Last time I thought about my dissertation research in my spare time: >1 year ago
Number of semesters I've gone beyond my expected graduation date: 1
Number I probably have to go: 2 to 7

Most recent health complaint: eye twitch
Cleanliness of apartment: disappointing at best

Monday, May 3, 2010

WTF, weekend?

Events of this weekend:

Traffic fatality in front of my house. Naked man driving a pickup truck killed a woman who was driving home from work. I was an eye witness. I saw all his junk. I made 3 separate statements to the police. I had a headache for 2 days.

After 6 repairable attempts, the dog finally succeeded in severing the phone cord and my internet access. I believe she resents the time I spend staring at the illuminated box. She is a brat. I'm offline at home until the landlord takes mercy on me.

Progress on dissertation: zero
Toothaches requiring dental work, including shots: 1
Cost of haircut: $50
Quality of haircut: frizzy

Friday, April 23, 2010

I do not feel like a tiger today.

"When people ask me about my thesis I want to cry tears of blood that spell 'I DON'T GIVE A FUCK!' across my face."
-- Shorts, my office mate

Thursday, April 22, 2010

Things aren't going well.

I'm supposed to finish my dissertation this year.
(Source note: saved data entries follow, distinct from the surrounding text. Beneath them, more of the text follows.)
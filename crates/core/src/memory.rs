//! In-process channels
//!
//! Both ends of a [`pair`] implement [`Channel`]; the serving end can also
//! answer with a remote failure via [`MemoryChannel::reject`]. A
//! [`MemoryConnector`] hands the serving end of every new channel to a
//! [`MemoryListener`], which lets tests run a fake storage peer in a task.

use async_trait::async_trait;
use tokio::sync::mpsc;

use crate::error::{RemoteCode, TransportError};
use crate::transport::{Channel, Connector, Message};

const CHANNEL_CAPACITY: usize = 64;

type Item = Result<Message, TransportError>;

/// One end of an in-memory channel
#[derive(Debug)]
pub struct MemoryChannel {
    tx: Option<mpsc::Sender<Item>>,
    rx: mpsc::Receiver<Item>,
}

/// Create two connected channel ends
pub fn pair() -> (MemoryChannel, MemoryChannel) {
    let (a_tx, a_rx) = mpsc::channel(CHANNEL_CAPACITY);
    let (b_tx, b_rx) = mpsc::channel(CHANNEL_CAPACITY);
    (
        MemoryChannel {
            tx: Some(a_tx),
            rx: b_rx,
        },
        MemoryChannel {
            tx: Some(b_tx),
            rx: a_rx,
        },
    )
}

impl MemoryChannel {
    /// Deliver a remote failure to the other end and close this side
    pub async fn reject(&mut self, code: RemoteCode, message: impl Into<String>) {
        if let Some(tx) = self.tx.take() {
            let _ = tx
                .send(Err(TransportError::Remote {
                    code,
                    message: message.into(),
                }))
                .await;
        }
    }
}

#[async_trait]
impl Channel for MemoryChannel {
    async fn send(&mut self, message: Message) -> Result<(), TransportError> {
        let tx = self.tx.as_ref().ok_or(TransportError::Closed)?;
        tx.send(Ok(message))
            .await
            .map_err(|_| TransportError::Closed)
    }

    async fn recv(&mut self) -> Result<Option<Message>, TransportError> {
        match self.rx.recv().await {
            Some(item) => item.map(Some),
            None => Ok(None),
        }
    }

    async fn close(&mut self) -> Result<(), TransportError> {
        self.tx = None;
        Ok(())
    }
}

/// Connector producing in-memory channels
#[derive(Debug, Clone)]
pub struct MemoryConnector {
    incoming: mpsc::UnboundedSender<MemoryChannel>,
}

/// Serving side of a [`MemoryConnector`]
#[derive(Debug)]
pub struct MemoryListener {
    incoming: mpsc::UnboundedReceiver<MemoryChannel>,
}

/// Create a connector and the listener that receives its channels
pub fn listener() -> (MemoryConnector, MemoryListener) {
    let (tx, rx) = mpsc::unbounded_channel();
    (
        MemoryConnector { incoming: tx },
        MemoryListener { incoming: rx },
    )
}

impl MemoryListener {
    /// Wait for the next opened channel; `None` once every connector is gone
    pub async fn accept(&mut self) -> Option<MemoryChannel> {
        self.incoming.recv().await
    }
}

#[async_trait]
impl Connector for MemoryConnector {
    type Channel = MemoryChannel;

    async fn connect(&self) -> Result<MemoryChannel, TransportError> {
        let (client, server) = pair();
        self.incoming
            .send(server)
            .map_err(|_| TransportError::Connect {
                endpoint: self.endpoint(),
                reason: "listener dropped".into(),
            })?;
        Ok(client)
    }

    fn endpoint(&self) -> String {
        "memory".to_string()
    }
}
Total years in undergrad + grad school: 11.3
Years on this project: 4.8
Income on 2009 taxes: $16,000
Age: 36
Weight gain in last 6 months: +20lbs
Learning/cognitive disabilities: 2 or 3
Drug of choice: adderall

Motivation: low
Interest in project: all-time low
Interest in other things: all-time high
Job prospects in my field: pitiful
Relationship status: single, bored, and lonely
Dating prospects: queer in a midwest college town... not so good
Relationship with dog: possibly codependent
Goldfish's health: nearly tail-less due to chronic fungal infection
Dishes in sink: many, nearly ripe

The first 3 years of my PhD program were fun. Full of people, travel, new ideas and learning. Now I sit alone in an office all day and try to write. It's lonely. It's not fun anymore. I'm not making progress. It feels like purgatory and I don't know how I'm going to get to the other side. I'm an extrovert. This sucks.